-- WHAT IS EXPECTED --
Retype each line exactly as it stands, beginning at the first line of the material and finishing with the line that contains "a single load.".
_ _ _
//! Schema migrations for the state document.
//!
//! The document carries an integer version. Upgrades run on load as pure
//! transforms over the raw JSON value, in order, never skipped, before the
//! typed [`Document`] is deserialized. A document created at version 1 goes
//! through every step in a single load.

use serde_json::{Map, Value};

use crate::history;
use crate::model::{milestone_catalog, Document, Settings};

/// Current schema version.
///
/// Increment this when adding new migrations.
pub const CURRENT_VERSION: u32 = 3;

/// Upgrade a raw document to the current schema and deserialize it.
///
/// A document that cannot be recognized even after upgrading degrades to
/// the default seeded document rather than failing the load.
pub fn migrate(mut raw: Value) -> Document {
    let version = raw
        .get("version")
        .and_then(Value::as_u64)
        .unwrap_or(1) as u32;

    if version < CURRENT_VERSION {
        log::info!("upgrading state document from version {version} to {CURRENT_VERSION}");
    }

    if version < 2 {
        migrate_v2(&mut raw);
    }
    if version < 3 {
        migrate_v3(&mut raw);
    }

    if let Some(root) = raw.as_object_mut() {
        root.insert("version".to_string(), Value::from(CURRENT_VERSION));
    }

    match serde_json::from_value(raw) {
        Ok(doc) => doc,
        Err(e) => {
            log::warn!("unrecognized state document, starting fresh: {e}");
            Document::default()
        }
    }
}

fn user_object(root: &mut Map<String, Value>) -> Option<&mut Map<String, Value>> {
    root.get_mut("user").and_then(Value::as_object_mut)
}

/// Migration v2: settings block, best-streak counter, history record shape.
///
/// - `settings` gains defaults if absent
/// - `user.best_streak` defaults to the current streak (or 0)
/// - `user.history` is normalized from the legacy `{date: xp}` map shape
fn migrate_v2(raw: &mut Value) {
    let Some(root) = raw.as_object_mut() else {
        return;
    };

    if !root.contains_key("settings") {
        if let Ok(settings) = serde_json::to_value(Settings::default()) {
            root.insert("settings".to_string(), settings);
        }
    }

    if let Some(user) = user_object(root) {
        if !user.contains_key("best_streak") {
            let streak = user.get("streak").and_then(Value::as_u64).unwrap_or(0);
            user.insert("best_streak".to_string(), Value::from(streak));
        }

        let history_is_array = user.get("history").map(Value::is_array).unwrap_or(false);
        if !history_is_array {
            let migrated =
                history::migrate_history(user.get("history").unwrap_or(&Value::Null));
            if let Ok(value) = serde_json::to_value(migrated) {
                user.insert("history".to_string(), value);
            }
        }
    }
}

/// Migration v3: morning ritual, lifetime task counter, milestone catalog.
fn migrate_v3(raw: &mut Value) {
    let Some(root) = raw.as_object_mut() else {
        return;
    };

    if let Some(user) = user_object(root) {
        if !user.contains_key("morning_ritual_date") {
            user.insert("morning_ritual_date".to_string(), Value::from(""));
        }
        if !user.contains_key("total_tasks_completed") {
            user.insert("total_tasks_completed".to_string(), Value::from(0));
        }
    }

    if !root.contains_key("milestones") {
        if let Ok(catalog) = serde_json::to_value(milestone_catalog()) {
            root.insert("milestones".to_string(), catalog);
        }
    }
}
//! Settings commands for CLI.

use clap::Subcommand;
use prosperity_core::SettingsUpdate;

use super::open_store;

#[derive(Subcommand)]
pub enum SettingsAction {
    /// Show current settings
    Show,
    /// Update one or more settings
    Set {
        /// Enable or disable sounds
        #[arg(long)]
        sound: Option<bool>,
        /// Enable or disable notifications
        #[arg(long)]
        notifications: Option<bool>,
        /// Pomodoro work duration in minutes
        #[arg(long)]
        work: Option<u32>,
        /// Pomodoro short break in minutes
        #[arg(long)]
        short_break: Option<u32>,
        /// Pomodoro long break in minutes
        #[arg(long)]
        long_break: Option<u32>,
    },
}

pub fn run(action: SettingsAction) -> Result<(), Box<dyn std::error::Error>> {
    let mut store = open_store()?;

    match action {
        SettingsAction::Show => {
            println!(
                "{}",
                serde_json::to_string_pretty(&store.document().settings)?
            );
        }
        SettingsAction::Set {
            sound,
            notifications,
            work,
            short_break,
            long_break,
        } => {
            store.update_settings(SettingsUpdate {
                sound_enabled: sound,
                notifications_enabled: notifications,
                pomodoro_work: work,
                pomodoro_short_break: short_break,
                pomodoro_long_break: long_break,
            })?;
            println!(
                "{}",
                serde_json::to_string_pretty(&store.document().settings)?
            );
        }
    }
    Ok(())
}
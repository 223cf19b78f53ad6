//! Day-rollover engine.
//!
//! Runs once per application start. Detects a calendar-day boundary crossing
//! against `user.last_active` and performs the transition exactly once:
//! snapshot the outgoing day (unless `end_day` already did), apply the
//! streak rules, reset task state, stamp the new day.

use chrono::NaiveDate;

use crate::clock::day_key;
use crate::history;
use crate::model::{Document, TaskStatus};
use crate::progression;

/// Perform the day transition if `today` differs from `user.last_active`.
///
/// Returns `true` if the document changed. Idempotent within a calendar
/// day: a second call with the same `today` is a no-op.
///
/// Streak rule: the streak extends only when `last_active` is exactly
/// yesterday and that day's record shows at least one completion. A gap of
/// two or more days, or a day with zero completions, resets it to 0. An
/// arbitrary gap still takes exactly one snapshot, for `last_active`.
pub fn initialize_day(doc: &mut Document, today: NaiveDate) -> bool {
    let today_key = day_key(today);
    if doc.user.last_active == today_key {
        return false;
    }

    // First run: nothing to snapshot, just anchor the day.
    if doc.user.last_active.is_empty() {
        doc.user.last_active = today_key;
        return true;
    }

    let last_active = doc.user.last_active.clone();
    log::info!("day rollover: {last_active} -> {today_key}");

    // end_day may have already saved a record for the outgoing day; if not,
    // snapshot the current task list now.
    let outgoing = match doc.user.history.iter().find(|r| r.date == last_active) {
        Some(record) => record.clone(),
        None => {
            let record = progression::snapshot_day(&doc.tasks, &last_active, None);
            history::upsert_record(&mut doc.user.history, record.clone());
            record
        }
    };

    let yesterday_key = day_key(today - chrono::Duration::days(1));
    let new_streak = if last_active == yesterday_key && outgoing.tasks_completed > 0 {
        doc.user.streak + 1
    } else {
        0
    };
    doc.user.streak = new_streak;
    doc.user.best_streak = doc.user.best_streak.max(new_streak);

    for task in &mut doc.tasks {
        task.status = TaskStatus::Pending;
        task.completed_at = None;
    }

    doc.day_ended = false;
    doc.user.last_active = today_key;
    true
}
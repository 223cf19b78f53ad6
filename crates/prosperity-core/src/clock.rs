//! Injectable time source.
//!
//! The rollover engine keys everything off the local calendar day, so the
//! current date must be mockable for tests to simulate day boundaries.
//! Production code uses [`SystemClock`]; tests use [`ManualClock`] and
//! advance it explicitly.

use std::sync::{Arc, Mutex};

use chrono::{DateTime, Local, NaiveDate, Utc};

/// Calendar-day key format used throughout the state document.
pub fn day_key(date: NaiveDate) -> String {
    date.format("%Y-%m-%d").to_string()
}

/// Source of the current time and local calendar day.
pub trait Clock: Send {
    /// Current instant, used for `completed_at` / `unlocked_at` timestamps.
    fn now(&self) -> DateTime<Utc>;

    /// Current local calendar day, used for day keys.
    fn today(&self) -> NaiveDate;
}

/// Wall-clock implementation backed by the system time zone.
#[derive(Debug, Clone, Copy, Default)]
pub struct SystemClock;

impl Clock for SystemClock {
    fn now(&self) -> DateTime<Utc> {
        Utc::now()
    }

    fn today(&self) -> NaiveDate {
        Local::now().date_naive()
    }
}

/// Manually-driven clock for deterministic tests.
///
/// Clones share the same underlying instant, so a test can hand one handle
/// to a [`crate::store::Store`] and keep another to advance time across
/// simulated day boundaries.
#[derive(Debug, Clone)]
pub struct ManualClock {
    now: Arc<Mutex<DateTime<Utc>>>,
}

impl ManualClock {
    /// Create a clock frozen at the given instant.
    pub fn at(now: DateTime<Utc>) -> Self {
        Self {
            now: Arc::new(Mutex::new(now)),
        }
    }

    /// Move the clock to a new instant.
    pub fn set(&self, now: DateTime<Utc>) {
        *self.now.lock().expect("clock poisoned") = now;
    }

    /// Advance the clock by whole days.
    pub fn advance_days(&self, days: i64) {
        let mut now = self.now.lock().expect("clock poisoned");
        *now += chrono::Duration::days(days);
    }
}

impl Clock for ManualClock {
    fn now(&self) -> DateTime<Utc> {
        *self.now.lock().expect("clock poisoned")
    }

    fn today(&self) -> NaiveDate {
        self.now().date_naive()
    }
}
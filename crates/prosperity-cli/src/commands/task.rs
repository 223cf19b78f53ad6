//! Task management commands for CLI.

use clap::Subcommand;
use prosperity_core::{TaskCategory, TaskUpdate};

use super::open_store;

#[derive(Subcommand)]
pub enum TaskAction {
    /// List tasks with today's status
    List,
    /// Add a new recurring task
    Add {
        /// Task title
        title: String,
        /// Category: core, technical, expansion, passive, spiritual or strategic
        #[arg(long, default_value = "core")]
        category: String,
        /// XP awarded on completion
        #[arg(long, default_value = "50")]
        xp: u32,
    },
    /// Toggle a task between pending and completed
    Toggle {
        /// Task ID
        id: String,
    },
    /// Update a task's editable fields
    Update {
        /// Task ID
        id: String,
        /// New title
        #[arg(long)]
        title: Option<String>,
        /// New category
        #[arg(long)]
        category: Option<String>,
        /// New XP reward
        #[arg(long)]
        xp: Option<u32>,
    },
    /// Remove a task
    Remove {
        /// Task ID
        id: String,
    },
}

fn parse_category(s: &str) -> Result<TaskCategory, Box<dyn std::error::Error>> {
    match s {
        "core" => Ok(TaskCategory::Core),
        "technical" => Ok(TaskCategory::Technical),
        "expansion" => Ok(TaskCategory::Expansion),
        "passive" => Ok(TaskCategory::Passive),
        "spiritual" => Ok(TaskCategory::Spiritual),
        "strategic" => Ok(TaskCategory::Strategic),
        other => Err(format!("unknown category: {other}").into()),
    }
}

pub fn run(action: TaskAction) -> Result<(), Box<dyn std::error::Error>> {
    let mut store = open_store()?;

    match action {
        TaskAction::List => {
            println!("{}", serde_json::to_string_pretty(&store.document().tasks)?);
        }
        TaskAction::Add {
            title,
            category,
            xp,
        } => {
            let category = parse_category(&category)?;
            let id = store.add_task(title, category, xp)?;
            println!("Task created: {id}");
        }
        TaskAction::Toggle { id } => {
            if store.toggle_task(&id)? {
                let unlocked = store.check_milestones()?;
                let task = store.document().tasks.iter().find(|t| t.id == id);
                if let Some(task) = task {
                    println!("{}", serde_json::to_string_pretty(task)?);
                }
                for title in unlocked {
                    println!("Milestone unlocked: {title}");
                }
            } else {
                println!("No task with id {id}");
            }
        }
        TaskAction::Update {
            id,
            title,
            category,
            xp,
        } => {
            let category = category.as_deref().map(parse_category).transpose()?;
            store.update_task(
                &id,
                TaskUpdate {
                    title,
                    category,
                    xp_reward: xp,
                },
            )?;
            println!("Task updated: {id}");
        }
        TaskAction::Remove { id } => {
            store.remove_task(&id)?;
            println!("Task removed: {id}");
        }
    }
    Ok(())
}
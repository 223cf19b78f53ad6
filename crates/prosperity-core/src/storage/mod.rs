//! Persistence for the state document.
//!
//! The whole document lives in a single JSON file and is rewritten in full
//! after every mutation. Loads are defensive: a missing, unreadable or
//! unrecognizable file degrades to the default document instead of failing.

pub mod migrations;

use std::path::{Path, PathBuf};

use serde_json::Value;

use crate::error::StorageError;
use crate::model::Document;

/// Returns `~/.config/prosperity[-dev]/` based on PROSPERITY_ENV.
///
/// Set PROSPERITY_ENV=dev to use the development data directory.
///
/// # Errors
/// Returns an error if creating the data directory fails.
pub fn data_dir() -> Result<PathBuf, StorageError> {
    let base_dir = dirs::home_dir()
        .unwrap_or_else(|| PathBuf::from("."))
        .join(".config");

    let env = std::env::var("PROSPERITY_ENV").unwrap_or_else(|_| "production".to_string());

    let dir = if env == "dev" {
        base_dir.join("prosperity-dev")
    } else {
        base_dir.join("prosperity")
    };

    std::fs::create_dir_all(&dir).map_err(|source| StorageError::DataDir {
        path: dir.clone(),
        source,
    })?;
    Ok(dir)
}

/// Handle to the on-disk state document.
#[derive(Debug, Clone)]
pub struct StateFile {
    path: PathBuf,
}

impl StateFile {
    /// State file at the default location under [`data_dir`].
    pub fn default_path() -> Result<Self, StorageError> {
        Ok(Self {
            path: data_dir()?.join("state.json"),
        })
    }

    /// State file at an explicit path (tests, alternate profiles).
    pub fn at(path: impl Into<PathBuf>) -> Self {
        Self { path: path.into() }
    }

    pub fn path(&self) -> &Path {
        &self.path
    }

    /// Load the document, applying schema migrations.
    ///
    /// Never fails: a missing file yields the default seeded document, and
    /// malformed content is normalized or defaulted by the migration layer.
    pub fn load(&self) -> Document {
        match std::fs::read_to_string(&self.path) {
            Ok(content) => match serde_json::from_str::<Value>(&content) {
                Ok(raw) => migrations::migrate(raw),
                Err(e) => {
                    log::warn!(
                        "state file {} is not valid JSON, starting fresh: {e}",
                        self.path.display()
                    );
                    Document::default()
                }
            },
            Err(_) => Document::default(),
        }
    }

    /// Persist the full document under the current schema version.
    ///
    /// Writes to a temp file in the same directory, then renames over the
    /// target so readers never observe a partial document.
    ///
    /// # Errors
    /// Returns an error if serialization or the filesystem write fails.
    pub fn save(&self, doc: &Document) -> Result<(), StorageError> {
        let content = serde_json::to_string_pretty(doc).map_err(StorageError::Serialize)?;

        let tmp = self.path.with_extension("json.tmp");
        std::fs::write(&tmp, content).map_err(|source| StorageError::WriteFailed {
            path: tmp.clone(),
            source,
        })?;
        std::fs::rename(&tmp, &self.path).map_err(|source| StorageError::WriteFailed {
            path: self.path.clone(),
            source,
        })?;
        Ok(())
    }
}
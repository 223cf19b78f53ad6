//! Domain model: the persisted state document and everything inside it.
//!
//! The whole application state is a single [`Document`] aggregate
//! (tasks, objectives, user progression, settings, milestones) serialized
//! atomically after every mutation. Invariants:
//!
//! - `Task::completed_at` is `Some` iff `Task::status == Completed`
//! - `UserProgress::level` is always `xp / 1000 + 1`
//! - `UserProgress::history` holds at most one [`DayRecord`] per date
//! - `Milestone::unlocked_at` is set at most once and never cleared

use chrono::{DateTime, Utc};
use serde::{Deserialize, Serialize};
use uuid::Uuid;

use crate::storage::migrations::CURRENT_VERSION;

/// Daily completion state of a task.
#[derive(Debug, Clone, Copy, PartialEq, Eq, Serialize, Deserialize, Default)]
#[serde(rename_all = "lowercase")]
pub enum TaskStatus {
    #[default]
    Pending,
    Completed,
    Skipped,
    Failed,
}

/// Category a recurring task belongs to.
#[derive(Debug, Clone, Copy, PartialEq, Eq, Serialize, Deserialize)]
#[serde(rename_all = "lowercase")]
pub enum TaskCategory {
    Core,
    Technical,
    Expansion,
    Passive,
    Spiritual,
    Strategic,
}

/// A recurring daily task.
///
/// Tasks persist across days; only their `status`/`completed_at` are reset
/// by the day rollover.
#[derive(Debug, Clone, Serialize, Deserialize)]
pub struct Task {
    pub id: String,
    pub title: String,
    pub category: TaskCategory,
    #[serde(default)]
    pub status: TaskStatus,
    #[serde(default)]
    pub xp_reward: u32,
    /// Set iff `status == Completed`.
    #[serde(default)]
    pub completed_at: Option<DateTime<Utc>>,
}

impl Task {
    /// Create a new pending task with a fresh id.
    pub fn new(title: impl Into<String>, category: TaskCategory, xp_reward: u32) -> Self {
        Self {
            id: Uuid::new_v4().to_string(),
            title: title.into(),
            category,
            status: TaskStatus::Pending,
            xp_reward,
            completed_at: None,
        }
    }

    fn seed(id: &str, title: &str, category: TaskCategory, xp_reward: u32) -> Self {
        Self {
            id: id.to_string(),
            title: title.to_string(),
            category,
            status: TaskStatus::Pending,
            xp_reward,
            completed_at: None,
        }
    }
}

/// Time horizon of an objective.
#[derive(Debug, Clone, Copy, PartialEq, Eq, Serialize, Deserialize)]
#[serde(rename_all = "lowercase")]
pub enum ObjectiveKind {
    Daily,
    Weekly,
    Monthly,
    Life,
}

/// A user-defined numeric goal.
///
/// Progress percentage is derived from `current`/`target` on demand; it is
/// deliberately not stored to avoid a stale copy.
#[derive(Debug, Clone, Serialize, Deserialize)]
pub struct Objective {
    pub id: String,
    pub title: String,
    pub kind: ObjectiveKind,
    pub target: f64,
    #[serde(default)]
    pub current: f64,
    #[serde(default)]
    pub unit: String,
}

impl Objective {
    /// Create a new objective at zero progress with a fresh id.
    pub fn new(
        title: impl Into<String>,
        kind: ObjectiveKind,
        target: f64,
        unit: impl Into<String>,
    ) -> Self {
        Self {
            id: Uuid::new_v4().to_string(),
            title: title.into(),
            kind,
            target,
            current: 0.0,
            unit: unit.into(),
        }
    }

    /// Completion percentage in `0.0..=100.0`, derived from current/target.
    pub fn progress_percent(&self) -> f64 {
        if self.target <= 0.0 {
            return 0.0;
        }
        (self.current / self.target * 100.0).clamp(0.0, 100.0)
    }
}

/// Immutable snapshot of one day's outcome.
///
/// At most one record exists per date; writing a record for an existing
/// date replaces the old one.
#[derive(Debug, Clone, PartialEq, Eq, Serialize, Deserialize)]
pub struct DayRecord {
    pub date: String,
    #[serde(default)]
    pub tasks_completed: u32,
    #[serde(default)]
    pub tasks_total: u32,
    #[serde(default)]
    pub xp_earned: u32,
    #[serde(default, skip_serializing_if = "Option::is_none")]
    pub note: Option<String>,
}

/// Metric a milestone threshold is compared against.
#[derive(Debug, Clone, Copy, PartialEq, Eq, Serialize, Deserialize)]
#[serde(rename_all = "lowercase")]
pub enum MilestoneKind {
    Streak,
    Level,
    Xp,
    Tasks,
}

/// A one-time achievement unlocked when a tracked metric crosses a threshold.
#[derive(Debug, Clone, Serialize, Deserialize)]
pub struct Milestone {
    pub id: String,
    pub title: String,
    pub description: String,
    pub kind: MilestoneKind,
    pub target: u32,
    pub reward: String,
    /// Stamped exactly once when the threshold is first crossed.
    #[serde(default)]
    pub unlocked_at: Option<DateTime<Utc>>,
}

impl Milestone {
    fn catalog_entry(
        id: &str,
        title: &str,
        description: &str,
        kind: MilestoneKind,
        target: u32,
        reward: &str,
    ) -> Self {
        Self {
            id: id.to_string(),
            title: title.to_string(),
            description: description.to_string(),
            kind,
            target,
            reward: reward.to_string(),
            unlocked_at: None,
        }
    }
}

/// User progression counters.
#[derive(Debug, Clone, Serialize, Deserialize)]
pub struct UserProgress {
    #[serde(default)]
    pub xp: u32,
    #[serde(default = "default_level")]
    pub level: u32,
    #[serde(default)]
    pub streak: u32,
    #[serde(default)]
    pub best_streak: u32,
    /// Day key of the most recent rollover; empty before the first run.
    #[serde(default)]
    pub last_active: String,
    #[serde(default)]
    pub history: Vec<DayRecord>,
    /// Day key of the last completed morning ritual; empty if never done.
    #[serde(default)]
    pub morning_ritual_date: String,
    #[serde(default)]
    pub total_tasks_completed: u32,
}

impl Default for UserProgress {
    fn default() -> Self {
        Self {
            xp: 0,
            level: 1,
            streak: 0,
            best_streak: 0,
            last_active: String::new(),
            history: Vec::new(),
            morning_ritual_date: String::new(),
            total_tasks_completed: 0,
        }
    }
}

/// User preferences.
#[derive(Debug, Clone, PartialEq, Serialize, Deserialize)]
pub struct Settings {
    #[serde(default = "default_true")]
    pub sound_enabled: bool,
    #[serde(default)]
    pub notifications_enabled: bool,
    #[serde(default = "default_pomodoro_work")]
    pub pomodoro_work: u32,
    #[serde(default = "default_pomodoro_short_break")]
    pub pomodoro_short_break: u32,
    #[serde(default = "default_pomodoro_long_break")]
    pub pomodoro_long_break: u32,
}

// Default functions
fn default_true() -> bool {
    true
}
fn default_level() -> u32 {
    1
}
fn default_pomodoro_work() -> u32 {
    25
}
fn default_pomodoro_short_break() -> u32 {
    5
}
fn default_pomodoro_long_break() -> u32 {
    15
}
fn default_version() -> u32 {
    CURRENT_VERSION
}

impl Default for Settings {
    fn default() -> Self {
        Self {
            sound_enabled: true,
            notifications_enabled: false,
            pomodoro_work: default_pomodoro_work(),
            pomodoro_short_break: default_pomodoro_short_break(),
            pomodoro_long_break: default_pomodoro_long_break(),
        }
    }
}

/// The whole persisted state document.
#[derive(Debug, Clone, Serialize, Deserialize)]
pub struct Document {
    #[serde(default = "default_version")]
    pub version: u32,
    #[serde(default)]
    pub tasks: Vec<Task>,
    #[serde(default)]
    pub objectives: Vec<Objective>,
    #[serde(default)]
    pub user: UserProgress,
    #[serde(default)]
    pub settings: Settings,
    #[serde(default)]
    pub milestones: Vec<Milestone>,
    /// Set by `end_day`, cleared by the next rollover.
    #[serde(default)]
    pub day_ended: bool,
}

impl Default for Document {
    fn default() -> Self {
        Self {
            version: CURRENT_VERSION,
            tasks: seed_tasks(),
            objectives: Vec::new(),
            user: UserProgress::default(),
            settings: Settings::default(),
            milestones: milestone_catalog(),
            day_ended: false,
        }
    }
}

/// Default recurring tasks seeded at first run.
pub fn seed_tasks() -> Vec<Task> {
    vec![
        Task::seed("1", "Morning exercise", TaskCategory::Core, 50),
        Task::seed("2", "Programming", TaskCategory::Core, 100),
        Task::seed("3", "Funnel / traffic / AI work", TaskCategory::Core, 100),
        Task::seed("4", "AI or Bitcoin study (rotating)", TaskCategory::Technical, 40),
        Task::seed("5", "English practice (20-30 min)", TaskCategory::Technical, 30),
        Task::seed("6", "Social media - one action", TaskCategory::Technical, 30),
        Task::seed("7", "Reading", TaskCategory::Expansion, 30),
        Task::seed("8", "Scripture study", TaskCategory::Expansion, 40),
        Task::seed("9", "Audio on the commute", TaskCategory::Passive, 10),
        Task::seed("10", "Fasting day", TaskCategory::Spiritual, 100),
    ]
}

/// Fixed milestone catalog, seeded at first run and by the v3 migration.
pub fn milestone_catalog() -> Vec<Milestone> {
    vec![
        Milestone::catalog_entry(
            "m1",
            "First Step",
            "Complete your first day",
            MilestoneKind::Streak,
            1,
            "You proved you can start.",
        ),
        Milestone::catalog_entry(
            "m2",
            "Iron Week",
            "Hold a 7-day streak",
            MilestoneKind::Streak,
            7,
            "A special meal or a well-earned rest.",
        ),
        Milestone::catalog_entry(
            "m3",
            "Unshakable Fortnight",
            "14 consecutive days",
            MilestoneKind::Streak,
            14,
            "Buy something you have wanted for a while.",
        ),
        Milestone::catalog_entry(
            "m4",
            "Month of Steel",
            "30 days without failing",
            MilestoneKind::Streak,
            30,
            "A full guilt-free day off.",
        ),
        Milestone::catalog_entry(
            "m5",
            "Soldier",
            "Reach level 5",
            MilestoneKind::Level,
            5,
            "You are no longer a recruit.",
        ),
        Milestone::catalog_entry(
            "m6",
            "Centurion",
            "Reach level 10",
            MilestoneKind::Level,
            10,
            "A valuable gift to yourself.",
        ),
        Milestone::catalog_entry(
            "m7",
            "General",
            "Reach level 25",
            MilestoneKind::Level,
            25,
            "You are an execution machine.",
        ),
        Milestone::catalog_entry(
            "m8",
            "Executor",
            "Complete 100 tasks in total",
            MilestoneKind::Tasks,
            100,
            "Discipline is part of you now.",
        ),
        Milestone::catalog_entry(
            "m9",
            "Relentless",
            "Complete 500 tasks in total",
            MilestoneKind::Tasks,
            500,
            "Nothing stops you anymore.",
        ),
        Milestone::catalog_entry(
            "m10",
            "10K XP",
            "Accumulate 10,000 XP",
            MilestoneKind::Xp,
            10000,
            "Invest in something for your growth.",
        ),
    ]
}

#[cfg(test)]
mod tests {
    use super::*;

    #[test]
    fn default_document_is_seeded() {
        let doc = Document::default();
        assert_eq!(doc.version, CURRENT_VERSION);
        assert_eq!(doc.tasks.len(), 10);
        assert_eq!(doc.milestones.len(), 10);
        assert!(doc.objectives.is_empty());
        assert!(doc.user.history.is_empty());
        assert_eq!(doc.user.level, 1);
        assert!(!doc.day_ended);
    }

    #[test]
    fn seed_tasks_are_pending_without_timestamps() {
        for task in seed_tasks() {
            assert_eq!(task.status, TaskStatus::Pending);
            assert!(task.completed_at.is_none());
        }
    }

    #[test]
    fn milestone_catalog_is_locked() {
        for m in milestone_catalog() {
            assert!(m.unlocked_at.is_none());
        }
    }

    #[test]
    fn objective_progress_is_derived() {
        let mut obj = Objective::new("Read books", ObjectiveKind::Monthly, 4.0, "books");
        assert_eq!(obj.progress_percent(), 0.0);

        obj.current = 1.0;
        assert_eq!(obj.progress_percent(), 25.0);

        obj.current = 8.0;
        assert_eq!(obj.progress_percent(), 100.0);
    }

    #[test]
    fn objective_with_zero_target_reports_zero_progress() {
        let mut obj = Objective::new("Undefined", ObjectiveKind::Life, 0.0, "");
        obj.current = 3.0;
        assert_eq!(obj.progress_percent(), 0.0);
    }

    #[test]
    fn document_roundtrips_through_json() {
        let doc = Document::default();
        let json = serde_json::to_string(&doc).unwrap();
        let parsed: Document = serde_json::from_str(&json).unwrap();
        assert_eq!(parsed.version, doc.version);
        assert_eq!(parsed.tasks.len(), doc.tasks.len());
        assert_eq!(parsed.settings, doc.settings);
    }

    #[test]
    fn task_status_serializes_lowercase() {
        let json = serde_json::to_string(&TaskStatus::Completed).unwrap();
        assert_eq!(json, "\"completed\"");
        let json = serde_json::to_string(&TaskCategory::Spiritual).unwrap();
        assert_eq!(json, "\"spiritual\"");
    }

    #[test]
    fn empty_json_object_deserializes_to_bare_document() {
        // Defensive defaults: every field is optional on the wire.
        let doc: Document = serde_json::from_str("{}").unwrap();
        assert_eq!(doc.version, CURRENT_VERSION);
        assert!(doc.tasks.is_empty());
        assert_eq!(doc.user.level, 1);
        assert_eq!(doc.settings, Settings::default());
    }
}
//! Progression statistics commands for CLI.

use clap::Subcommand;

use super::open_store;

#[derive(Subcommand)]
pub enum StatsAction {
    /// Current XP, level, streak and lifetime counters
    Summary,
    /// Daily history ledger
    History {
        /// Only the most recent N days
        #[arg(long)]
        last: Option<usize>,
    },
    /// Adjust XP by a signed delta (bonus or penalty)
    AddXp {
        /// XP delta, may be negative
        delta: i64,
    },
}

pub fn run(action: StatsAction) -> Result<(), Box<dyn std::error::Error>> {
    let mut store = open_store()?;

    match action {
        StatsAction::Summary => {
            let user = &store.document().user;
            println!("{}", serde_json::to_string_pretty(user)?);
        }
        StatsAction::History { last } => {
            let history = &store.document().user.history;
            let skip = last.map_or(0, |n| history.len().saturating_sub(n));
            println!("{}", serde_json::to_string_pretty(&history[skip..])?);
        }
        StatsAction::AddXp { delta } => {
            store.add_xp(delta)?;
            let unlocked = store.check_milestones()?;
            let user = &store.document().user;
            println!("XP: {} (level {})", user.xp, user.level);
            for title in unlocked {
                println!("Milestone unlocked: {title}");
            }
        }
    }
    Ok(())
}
_ _ _
-- TASK SOLUTION --
//! Schema migrations for the state document.
//!
//! The document carries an integer version. Upgrades run on load as pure
//! transforms over the raw JSON value, in order, never skipped, before the
//! typed [`Document`] is deserialized. A document created at version 1 goes
//! through every step in a single load.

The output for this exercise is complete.